You have obligingly taken this missing-of-toll-booths into your bottom-line planning and set up a Web site for drivers, such as I, who, placing preservation of life and limb first, fail to make it from way left to way right in a nanosecond. We can send checks for our missed highway tolls. On the Web site you ask that I provide the name of the particular toll booth I missed.

Guffaw.

It is astonishing to me that any driver lacking NASCAR training actually maneuvers out of 80 mph-plus nose-to tail traffic to a right-lane dead stop to place coins in the hands of a toll-taker. Or to memorize the names of toll booths flown by.

(While, I believe your system is an invention of insane bureaucrats and demented engineers, I’ve found toll-takers to be exceedingly polite. Perhaps, you could turn your entire operation over to them; they seem to like people. Like them enough to, say, care that they stay alive.)
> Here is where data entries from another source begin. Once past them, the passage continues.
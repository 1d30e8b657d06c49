use crate::{pdf, png};
use std::path::Path;

/// Writes `svg_content` to `path`, converting it according to the path
/// extension. `dpi` only affects PNG output.
pub fn write(svg_content: &str, path: &Path, dpi: f32) -> Result<(), String> {
    let extension = path
        .extension()
        .and_then(|ext| ext.to_str())
        .ok_or_else(|| format!("Failed to get extension from path: {path:?}"))?;
    let bytes = match FileType::from_extension(extension) {
        Some(FileType::Svg) => svg_content.as_bytes().to_vec(),
        Some(FileType::Png) => png::render_to_bytes(svg_content, dpi)?,
        Some(FileType::Pdf) => pdf::render_to_bytes(svg_content)?,
        None => return Err(format!("Unsupported file extension: {extension:?}")),
    };
    std::fs::write(path, bytes).map_err(|e| format!("Unable to write {}: {e}", path.display()))
}

#[derive(Debug, PartialEq, Clone, Copy)]
pub enum FileType {
    Svg,
    Png,
    Pdf,
}

impl FileType {
    pub fn from_extension(extension: &str) -> Option<Self> {
        match extension.to_lowercase().as_str() {
            "svg" => Some(FileType::Svg),
            "png" => Some(FileType::Png),
            "pdf" => Some(FileType::Pdf),
            _ => None,
        }
    }
}

#[cfg(test)]
mod tests {
    use super::*;

    const DOT: &str = r#"<svg xmlns="http://www.w3.org/2000/svg" width="4" height="4"><circle cx="2" cy="2" r="1"/></svg>"#;

    #[test]
    fn file_type_from_extension_ignores_case() {
        assert_eq!(FileType::from_extension("SVG"), Some(FileType::Svg));
        assert_eq!(FileType::from_extension("png"), Some(FileType::Png));
        assert_eq!(FileType::from_extension("Pdf"), Some(FileType::Pdf));
        assert_eq!(FileType::from_extension("jpg"), None);
    }

    #[test]
    fn write_svg_is_verbatim() {
        let dir = tempfile::tempdir().unwrap();
        let path = dir.path().join("dot.svg");
        write(DOT, &path, 400.0).unwrap();
        assert_eq!(std::fs::read_to_string(&path).unwrap(), DOT);
    }

    #[test]
    fn write_png_has_png_signature() {
        let dir = tempfile::tempdir().unwrap();
        let path = dir.path().join("dot.png");
        write(DOT, &path, 400.0).unwrap();
        let bytes = std::fs::read(&path).unwrap();
        assert!(bytes.starts_with(b"\x89PNG"));
    }

    #[test]
    fn write_unknown_extension_err() {
        let dir = tempfile::tempdir().unwrap();
        let path = dir.path().join("dot.gif");
        assert_eq!(
            write(DOT, &path, 400.0),
            Err("Unsupported file extension: \"gif\"".to_string())
        );
        assert!(!path.exists());
    }

    #[test]
    fn write_without_extension_err() {
        let dir = tempfile::tempdir().unwrap();
        let path = dir.path().join("dot");
        assert!(write(DOT, &path, 400.0)
            .unwrap_err()
            .starts_with("Failed to get extension"));
    }
}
Need I say this: Your toll booth system is dangerous.It is hellish.Insane.

Perhaps Chicago-landers are used to this twisted method of taxation. They appear used to highway indignities and a high level of motoring stress.

Perhaps they laugh and snicker at out-of-staters. We who have not had NASCAR training.

Yes, I know Chicago drivers may purchase passes to place on their windshields. Happy possessors whiz by toll booths without fear of being hunted down and whoppingly ticketed. But what about us out-of-towners? What about the occasional I-294 traveler?

How many accidents occur at toll booth entries and exits?

Who designed this system? Really. I’d like names. Were they under the influence of laughing gas at the time – giggling at the predicaments they set in motion?

You ask for my home state and license number and type of car.That information is enclosed.

Also enclosed is a check for $2. Cheaper than losing life and limb trying to go left and right at the same time.